If you need a visual aid for the cock that got away, illustrator Kobalt Network mocked up the game’s front cover with the title on BlueSky in light of the revelation. We imagine it might’ve sold a few more copies, at least.

Fischer goes onto to say that he ‘should have’ agreed to have Giant Cock as the title to see what would happen, before making his feelings very clear on Naka as a person. 

‘He is literally the most miserable person I have ever worked with in games or anything else in my life, just a horrible human being, and you can quote me on that,’ Fischer added. 

Elsewhere in the same interview, Fischer claims he’s ‘heard’ that Sega is ‘remaking Sonic CD’, but doesn’t elaborate on exactly what that means. Sonic CD was released in 1993 for the Mega-CD, and has been ported via various Sonic collections over the years since.

Some kind of new version makes sense as the next Sonic movie, Sonic The Hedgehog 4, is partially inspired by Sonic CD but remaking a 2D game doesn’t really make any sense unless they’re going to turn it into a 3D title or completely change the graphics.

There are other interesting nuggets in the interview too, including a time when Fischer recalls meeting Michael Jackson, before 1988’s Moonwalker for the Mega Drive. 

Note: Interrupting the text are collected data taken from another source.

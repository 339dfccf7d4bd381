// Licensed to the Apache Software Foundation (ASF) under one
// or more contributor license agreements.  See the NOTICE file
// distributed with this work for additional information
// regarding copyright ownership.  The ASF licenses this file
// to you under the Apache License, Version 2.0 (the
// "License"); you may not use this file except in compliance
// with the License.  You may obtain a copy of the License at
//
//   http://www.apache.org/licenses/LICENSE-2.0
//
// Unless required by applicable law or agreed to in writing,
// software distributed under the License is distributed on an
// "AS IS" BASIS, WITHOUT WARRANTIES OR CONDITIONS OF ANY
// KIND, either express or implied.  See the License for the
// specific language governing permissions and limitations
// under the License.

//! ModelOps GPU Control Plane - dispatch, execution and deploy workers
//!
//! Consumes the dispatch and deploy subjects and drives jobs and
//! endpoint intents to their terminal states through conditional store
//! updates.

pub mod config;
pub mod deploy;
pub mod dispatcher;
pub mod executor;
pub mod orchestrator;
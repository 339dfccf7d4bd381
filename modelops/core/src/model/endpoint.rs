// Licensed to the Apache Software Foundation (ASF) under one
// or more contributor license agreements.  See the NOTICE file
// distributed with this work for additional information
// regarding copyright ownership.  The ASF licenses this file
// to you under the Apache License, Version 2.0 (the
// "License"); you may not use this file except in compliance
// with the License.  You may obtain a copy of the License at
//
//   http://www.apache.org/licenses/LICENSE-2.0
//
// Unless required by applicable law or agreed to in writing,
// software distributed under the License is distributed on an
// "AS IS" BASIS, WITHOUT WARRANTIES OR CONDITIONS OF ANY
// KIND, either express or implied.  See the License for the
// specific language governing permissions and limitations
// under the License.

//! Serving endpoint intents consumed by the deploy worker

use std::fmt;

use chrono::{DateTime, Utc};
use serde::{Deserialize, Serialize};
use uuid::Uuid;

#[derive(Debug, Clone, Copy, PartialEq, Eq, Hash, Serialize, Deserialize)]
#[serde(rename_all = "SCREAMING_SNAKE_CASE")]
pub enum EndpointStatus {
    Creating,
    Ready,
    Failed,
    Deleting,
}

impl fmt::Display for EndpointStatus {
    fn fmt(&self, f: &mut fmt::Formatter) -> fmt::Result {
        let s = match self {
            EndpointStatus::Creating => "CREATING",
            EndpointStatus::Ready => "READY",
            EndpointStatus::Failed => "FAILED",
            EndpointStatus::Deleting => "DELETING",
        };
        write!(f, "{s}")
    }
}

#[derive(Debug, Clone, Copy, PartialEq, Eq, Serialize, Deserialize)]
#[serde(rename_all = "camelCase")]
pub enum DeploymentMode {
    Serverless,
    RawDeployment,
}

/// Traffic splitting for an endpoint. A canary percentage above zero is
/// only valid for the serverless deployment mode.
#[derive(Debug, Clone, PartialEq, Eq, Serialize, Deserialize)]
#[serde(rename_all = "camelCase")]
pub struct TrafficSpec {
    pub canary_traffic_percent: u32,
    pub deployment_mode: DeploymentMode,
}

impl Default for TrafficSpec {
    fn default() -> Self {
        Self {
            canary_traffic_percent: 0,
            deployment_mode: DeploymentMode::Serverless,
        }
    }
}

#[derive(Debug, Clone, PartialEq, Eq, Serialize, Deserialize)]
#[serde(rename_all = "camelCase")]
pub struct AutoscalingSpec {
    pub min_replicas: u32,
    pub max_replicas: u32,
    #[serde(default, skip_serializing_if = "Option::is_none")]
    pub target_concurrency: Option<u32>,
}

impl Default for AutoscalingSpec {
    fn default() -> Self {
        Self {
            min_replicas: 0,
            max_replicas: 1,
            target_concurrency: None,
        }
    }
}

/// Runtime-specific knobs, passed through to the serving resource.
#[derive(Debug, Clone, Default, PartialEq, Eq, Serialize, Deserialize)]
#[serde(rename_all = "camelCase")]
pub struct RuntimeConfig {
    #[serde(default, skip_serializing_if = "Option::is_none")]
    pub model_format: Option<String>,
    #[serde(default, skip_serializing_if = "Option::is_none")]
    pub protocol_version: Option<String>,
    #[serde(default, skip_serializing_if = "Option::is_none")]
    pub image: Option<String>,
}

/// A serving deployment intent. The API writes the desired state; the
/// deploy worker reconciles it into a serving resource and reports
/// `status`/`url` back into the row.
#[derive(Debug, Clone, Serialize, Deserialize)]
pub struct EndpointIntent {
    pub endpoint_id: Uuid,
    pub tenant_id: Uuid,
    pub project_id: Uuid,

    /// Unique per (tenant, project). Soft deletion renames the row to
    /// release the name.
    pub name: String,

    pub status: EndpointStatus,
    pub url: Option<String>,
    pub runtime: String,
    pub model_version_id: Option<String>,
    pub artifact_uri: Option<String>,
    pub traffic: TrafficSpec,
    pub autoscaling: AutoscalingSpec,
    pub runtime_config: RuntimeConfig,
    pub error: Option<String>,

    pub created_at: DateTime<Utc>,
    pub updated_at: DateTime<Utc>,
}

impl EndpointIntent {
    pub fn new_creating(
        tenant_id: Uuid,
        project_id: Uuid,
        name: String,
        runtime: String,
    ) -> Self {
        let now = Utc::now();
        Self {
            endpoint_id: Uuid::new_v4(),
            tenant_id,
            project_id,
            name,
            status: EndpointStatus::Creating,
            url: None,
            runtime,
            model_version_id: None,
            artifact_uri: None,
            traffic: TrafficSpec::default(),
            autoscaling: AutoscalingSpec::default(),
            runtime_config: RuntimeConfig::default(),
            error: None,
            created_at: now,
            updated_at: now,
        }
    }

    /// The fields whose change requires a re-reconcile of the serving
    /// resource. Tenancy, name and status changes do not count.
    pub fn serving_fields_differ(&self, other: &EndpointIntent) -> bool {
        self.runtime != other.runtime
            || self.model_version_id != other.model_version_id
            || self.artifact_uri != other.artifact_uri
            || self.traffic != other.traffic
            || self.autoscaling != other.autoscaling
            || self.runtime_config != other.runtime_config
    }
}

#[cfg(test)]
mod test {
    use super::*;

    #[test]
    fn traffic_spec_uses_camel_case_wire_names() {
        let spec = TrafficSpec {
            canary_traffic_percent: 25,
            deployment_mode: DeploymentMode::Serverless,
        };
        let json = serde_json::to_value(&spec).unwrap();
        assert_eq!(json["canaryTrafficPercent"], 25);
        assert_eq!(json["deploymentMode"], "serverless");
    }

    #[test]
    fn serving_field_changes_are_detected() {
        let a = EndpointIntent::new_creating(
            Uuid::new_v4(),
            Uuid::new_v4(),
            "embeddings".to_owned(),
            "sklearn".to_owned(),
        );
        let mut b = a.clone();
        assert!(!a.serving_fields_differ(&b));

        b.status = EndpointStatus::Ready;
        assert!(!a.serving_fields_differ(&b));

        b.traffic.canary_traffic_percent = 10;
        assert!(a.serving_fields_differ(&b));
    }
}
// Licensed to the Apache Software Foundation (ASF) under one
// or more contributor license agreements.  See the NOTICE file
// distributed with this work for additional information
// regarding copyright ownership.  The ASF licenses this file
// to you under the Apache License, Version 2.0 (the
// "License"); you may not use this file except in compliance
// with the License.  You may obtain a copy of the License at
//
//   http://www.apache.org/licenses/LICENSE-2.0
//
// Unless required by applicable law or agreed to in writing,
// software distributed under the License is distributed on an
// "AS IS" BASIS, WITHOUT WARRANTIES OR CONDITIONS OF ANY
// KIND, either express or implied.  See the License for the
// specific language governing permissions and limitations
// under the License.

//! Scheduler process: control loop + HTTP API

use std::net::SocketAddr;
use std::sync::Arc;

use chrono::Utc;
use clap::Parser;
use log::{info, warn};
use tracing_subscriber::EnvFilter;

use modelops_core::config::{BusUrl, StoreUrl};
use modelops_core::error::Result;
use modelops_core::event::bus::{EventBus, MemoryEventBus};
use modelops_core::state::StateStores;

use modelops_scheduler::api::{self, ApiContext};
use modelops_scheduler::config::SchedulerConfig;
use modelops_scheduler::metrics::default_metrics_collector;
use modelops_scheduler::scheduler::GpuScheduler;

#[derive(Debug, Parser)]
#[clap(name = "modelops-scheduler", about = "ModelOps GPU scheduler and API")]
struct Opt {
    /// Address the HTTP API binds to
    #[clap(long, default_value = "0.0.0.0:8080")]
    bind: SocketAddr,

    /// State store url (`memory:` or `sled:<path>`); overrides
    /// STATE_STORE_URL
    #[clap(long)]
    store_url: Option<String>,
}

#[tokio::main]
async fn main() -> Result<()> {
    tracing_subscriber::fmt()
        .with_env_filter(EnvFilter::from_default_env())
        .init();

    let opt = Opt::parse();
    let config = SchedulerConfig::from_env();

    let store_url = match opt.store_url {
        Some(raw) => StoreUrl::parse(&raw)?,
        None => StoreUrl::from_env()?,
    };
    let backend = store_url.open()?;
    StateStores::init(backend.as_ref()).await?;
    let stores = StateStores::new(backend);

    // only the in-process bus ships in-tree; fail loud on anything else
    let BusUrl::Memory = BusUrl::from_env()?;
    let bus: Arc<dyn EventBus> = Arc::new(MemoryEventBus::new());

    let metrics = default_metrics_collector()?;

    let scheduler = Arc::new(GpuScheduler::new(
        stores.clone(),
        bus.clone(),
        config.clone(),
        metrics.clone(),
    ));
    scheduler.start();

    spawn_idempotency_sweeper(stores.clone(), config.clone());

    let ctx = ApiContext {
        stores,
        bus,
        config,
        metrics,
    };
    info!("Serving API on {}", opt.bind);
    warp::serve(api::routes(ctx)).run(opt.bind).await;

    Ok(())
}

fn spawn_idempotency_sweeper(stores: StateStores, config: SchedulerConfig) {
    let interval = config.idempotency_sweep_interval;
    tokio::task::spawn(async move {
        loop {
            match stores.idempotency.sweep_expired(Utc::now()).await {
                Ok(0) => {}
                Ok(removed) => info!("Swept {removed} expired idempotency records"),
                Err(e) => warn!("Idempotency sweep failed: {e}"),
            }
            tokio::time::sleep(interval).await;
        }
    });
}
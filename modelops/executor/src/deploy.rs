// Licensed to the Apache Software Foundation (ASF) under one
// or more contributor license agreements.  See the NOTICE file
// distributed with this work for additional information
// regarding copyright ownership.  The ASF licenses this file
// to you under the Apache License, Version 2.0 (the
// "License"); you may not use this file except in compliance
// with the License.  You may obtain a copy of the License at
//
//   http://www.apache.org/licenses/LICENSE-2.0
//
// Unless required by applicable law or agreed to in writing,
// software distributed under the License is distributed on an
// "AS IS" BASIS, WITHOUT WARRANTIES OR CONDITIONS OF ANY
// KIND, either express or implied.  See the License for the
// specific language governing permissions and limitations
// under the License.

//! Deploy worker: reconciles endpoint intents into serving resources
//!
//! Validation failures and reconcile timeouts are not raised; they land
//! in the endpoint row as `FAILED` with an error detail, visible through
//! the API. Re-reconciles are idempotent because the rendered spec is a
//! pure function of the intent.

use std::sync::Arc;

use chrono::Utc;
use log::{debug, info, warn};
use uuid::Uuid;

use modelops_core::error::Result;
use modelops_core::event::bus::{EventBus, Subscription};
use modelops_core::event::{
    decode_event, DeleteRequested, DeployRequested, SUBJECT_DELETE_REQUESTED,
    SUBJECT_DEPLOY_REQUESTED,
};
use modelops_core::model::{DeploymentMode, EndpointIntent, EndpointStatus};
use modelops_core::state::StateStores;

use crate::config::{DeployMode, WorkerConfig};
use crate::orchestrator::{ServingClient, ServingSpec};

pub const DEPLOY_GROUP: &str = "deploy-workers";

/// Stable serving resource name for an endpoint. Deriving it from the
/// endpoint id (not the name) keeps renames and re-reconciles pointed at
/// the same resource.
pub fn serving_resource_name(endpoint_id: Uuid) -> String {
    format!("ep-{endpoint_id}")
}

/// Admission rules for a serving intent, checked before anything is
/// upserted.
pub fn validate_intent(intent: &EndpointIntent) -> std::result::Result<(), String> {
    let traffic = &intent.traffic;
    if traffic.canary_traffic_percent > 100 {
        return Err(format!(
            "canaryTrafficPercent {} is outside [0, 100]",
            traffic.canary_traffic_percent
        ));
    }
    if traffic.canary_traffic_percent > 0
        && traffic.deployment_mode != DeploymentMode::Serverless
    {
        return Err(
            "canary traffic requires the serverless deployment mode".to_owned()
        );
    }
    if intent.runtime_config.model_format.as_deref() == Some("triton")
        && intent.runtime_config.protocol_version.as_deref() != Some("v2")
    {
        return Err("modelFormat triton requires protocolVersion v2".to_owned());
    }
    Ok(())
}

/// Render the desired serving resource from the intent. Pure: the same
/// intent always yields the same spec.
pub fn render_spec(intent: &EndpointIntent) -> ServingSpec {
    ServingSpec {
        name: serving_resource_name(intent.endpoint_id),
        runtime: intent.runtime.clone(),
        artifact_uri: intent.artifact_uri.clone(),
        deployment_mode: intent.traffic.deployment_mode,
        canary_traffic_percent: intent.traffic.canary_traffic_percent,
        min_replicas: intent.autoscaling.min_replicas,
        max_replicas: intent.autoscaling.max_replicas,
        model_format: intent.runtime_config.model_format.clone(),
        protocol_version: intent.runtime_config.protocol_version.clone(),
        image: intent.runtime_config.image.clone(),
    }
}

pub struct DeployWorker {
    stores: StateStores,
    config: WorkerConfig,
    serving: Arc<dyn ServingClient>,
    subscription: Box<dyn Subscription>,
}
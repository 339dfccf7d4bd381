// Licensed to the Apache Software Foundation (ASF) under one
// or more contributor license agreements.  See the NOTICE file
// distributed with this work for additional information
// regarding copyright ownership.  The ASF licenses this file
// to you under the Apache License, Version 2.0 (the
// "License"); you may not use this file except in compliance
// with the License.  You may obtain a copy of the License at
//
//   http://www.apache.org/licenses/LICENSE-2.0
//
// Unless required by applicable law or agreed to in writing,
// software distributed under the License is distributed on an
// "AS IS" BASIS, WITHOUT WARRANTIES OR CONDITIONS OF ANY
// KIND, either express or implied.  See the License for the
// specific language governing permissions and limitations
// under the License.

//! Tenancy-aware outbound HTTP helper
//!
//! The one place outbound calls happen: propagates the tenant context
//! headers, applies the configured timeout and surfaces typed errors.

use std::time::Duration;

use log::debug;
use url::Url;

use crate::error::{PlaneError, Result};
use crate::tenancy::{
    TenantContext, PROJECT_HEADER, ROLES_HEADER, TENANT_HEADER, USER_HEADER,
};

#[derive(Clone)]
pub struct TenantHttpClient {
    inner: reqwest::Client,
    timeout: Duration,
}

impl TenantHttpClient {
    pub fn new(timeout: Duration) -> Result<Self> {
        let inner = reqwest::Client::builder()
            .timeout(timeout)
            .build()
            .map_err(|e| PlaneError::Internal(format!("building http client: {e}")))?;
        Ok(Self { inner, timeout })
    }

    pub fn timeout(&self) -> Duration {
        self.timeout
    }

    /// POST a JSON body and return the JSON response. Non-2xx responses
    /// are errors carrying the status and a truncated body excerpt.
    pub async fn post_json(
        &self,
        target_url: &str,
        ctx: Option<&TenantContext>,
        body: &serde_json::Value,
    ) -> Result<serde_json::Value> {
        let url = Url::parse(target_url)
            .map_err(|e| PlaneError::Validation(format!("invalid target url: {e}")))?;

        let mut request = self.inner.post(url).json(body);
        if let Some(ctx) = ctx {
            request = request
                .header(TENANT_HEADER, ctx.tenant_id.to_string())
                .header(PROJECT_HEADER, ctx.project_id.to_string())
                .header(USER_HEADER, ctx.user_id.clone());
            if !ctx.roles.is_empty() {
                request = request.header(ROLES_HEADER, ctx.roles.join(","));
            }
        }

        debug!("POST {target_url}");
        let response = request.send().await.map_err(|e| {
            if e.is_timeout() {
                PlaneError::Internal(format!(
                    "request to {target_url} timed out after {:?}",
                    self.timeout
                ))
            } else {
                PlaneError::Internal(format!("request to {target_url} failed: {e}"))
            }
        })?;

        let status = response.status();
        if !status.is_success() {
            let excerpt: String = response
                .text()
                .await
                .unwrap_or_default()
                .chars()
                .take(512)
                .collect();
            return Err(PlaneError::Internal(format!(
                "{target_url} returned {status}: {excerpt}"
            )));
        }

        response
            .json()
            .await
            .map_err(|e| PlaneError::Internal(format!("decoding response body: {e}")))
    }
}
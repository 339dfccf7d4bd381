// Licensed to the Apache Software Foundation (ASF) under one
// or more contributor license agreements.  See the NOTICE file
// distributed with this work for additional information
// regarding copyright ownership.  The ASF licenses this file
// to you under the Apache License, Version 2.0 (the
// "License"); you may not use this file except in compliance
// with the License.  You may obtain a copy of the License at
//
//   http://www.apache.org/licenses/LICENSE-2.0
//
// Unless required by applicable law or agreed to in writing,
// software distributed under the License is distributed on an
// "AS IS" BASIS, WITHOUT WARRANTIES OR CONDITIONS OF ANY
// KIND, either express or implied.  See the License for the
// specific language governing permissions and limitations
// under the License.

//! Worker daemon: dispatch consumer + deploy worker

use std::sync::Arc;

use clap::Parser;
use log::info;
use tracing_subscriber::EnvFilter;

use modelops_core::config::{BusUrl, StoreUrl};
use modelops_core::error::Result;
use modelops_core::event::bus::{EventBus, MemoryEventBus};
use modelops_core::state::StateStores;

use modelops_executor::config::WorkerConfig;
use modelops_executor::deploy::DeployWorker;
use modelops_executor::dispatcher::DispatchWorker;
use modelops_executor::executor::Executor;
#[cfg(feature = "kubernetes")]
use modelops_executor::orchestrator::kubernetes::{
    KubernetesServingClient, KubernetesUnitLauncher,
};
#[cfg(not(feature = "kubernetes"))]
use modelops_executor::orchestrator::{SimulatedServingClient, SimulatedUnitLauncher};
use modelops_executor::orchestrator::{ServingClient, UnitLauncher};

#[derive(Debug, Parser)]
#[clap(name = "modelops-worker", about = "ModelOps dispatch and deploy worker")]
struct Opt {
    /// State store url (`memory:` or `sled:<path>`); overrides
    /// STATE_STORE_URL
    #[clap(long)]
    store_url: Option<String>,

    /// Kubernetes namespace for launched units and serving resources
    #[clap(long, default_value = "modelops")]
    namespace: String,

    /// Image the ephemeral executor units run
    #[clap(long, default_value = "modelops/executor:latest")]
    executor_image: String,
}

#[tokio::main]
async fn main() -> Result<()> {
    tracing_subscriber::fmt()
        .with_env_filter(EnvFilter::from_default_env())
        .init();

    let opt = Opt::parse();
    let config = WorkerConfig::from_env();

    let store_url = match &opt.store_url {
        Some(raw) => StoreUrl::parse(raw)?,
        None => StoreUrl::from_env()?,
    };
    let backend = store_url.open()?;
    StateStores::init(backend.as_ref()).await?;
    let stores = StateStores::new(backend);

    let BusUrl::Memory = BusUrl::from_env()?;
    let bus: Arc<dyn EventBus> = Arc::new(MemoryEventBus::new());

    let executor = Arc::new(Executor::new(stores.clone(), bus.clone(), config.clone())?);

    let launcher: Arc<dyn UnitLauncher> = unit_launcher(&opt, executor.clone()).await?;
    let serving: Arc<dyn ServingClient> = serving_client(&opt).await?;

    let dispatch_worker = DispatchWorker::new(
        stores.clone(),
        bus.clone(),
        config.clone(),
        executor,
        launcher,
    )
    .await?;
    let deploy_worker = DeployWorker::new(stores, bus, config, serving).await?;

    info!("Worker daemon started");
    tokio::try_join!(dispatch_worker.run(), deploy_worker.run())?;
    Ok(())
}

#[cfg(feature = "kubernetes")]
async fn unit_launcher(
    opt: &Opt,
    _executor: Arc<Executor>,
) -> Result<Arc<dyn UnitLauncher>> {
    Ok(Arc::new(
        KubernetesUnitLauncher::try_new(opt.namespace.clone(), opt.executor_image.clone())
            .await?,
    ))
}

#[cfg(not(feature = "kubernetes"))]
async fn unit_launcher(
    _opt: &Opt,
    executor: Arc<Executor>,
) -> Result<Arc<dyn UnitLauncher>> {
    Ok(Arc::new(SimulatedUnitLauncher::new(executor)))
}

#[cfg(feature = "kubernetes")]
async fn serving_client(opt: &Opt) -> Result<Arc<dyn ServingClient>> {
    Ok(Arc::new(
        KubernetesServingClient::try_new(opt.namespace.clone()).await?,
    ))
}

#[cfg(not(feature = "kubernetes"))]
async fn serving_client(_opt: &Opt) -> Result<Arc<dyn ServingClient>> {
    Ok(Arc::new(SimulatedServingClient::new()))
}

‘I worked a couple of days with him,’ Fischer said about Jackson. ‘I think the first day, we just hung out at an arcade, and I played video games with him for about four hours. They kicked everyone out of the arcade, and it’s just me and him playing every video game in the Roppongi Sega GiGO Game Center (I met him the first two or three times he came to Tokyo, so GIGO may not have been on the first trip). 

‘Then, I think it was on a separate trip that he came, and I just translated for him with the head of the team that eventually made Moonwalker. We even went back to his hotel, and we hooked up a Genesis to his TV (the hotel TVs were harder to connect stuff to). He was asleep in his suite.’

Along with Moonwalker, Jackson is said to have written tracks for Sonic The Hedgehog 3, but his work went uncredited. There are conflicting accounts as to the reason why, with some claiming the singer was unhappy with the sound quality, but allegations of child sexual abuse against Jackson emerged during the game’s development and many suspect that was the reason his involvement was never made public.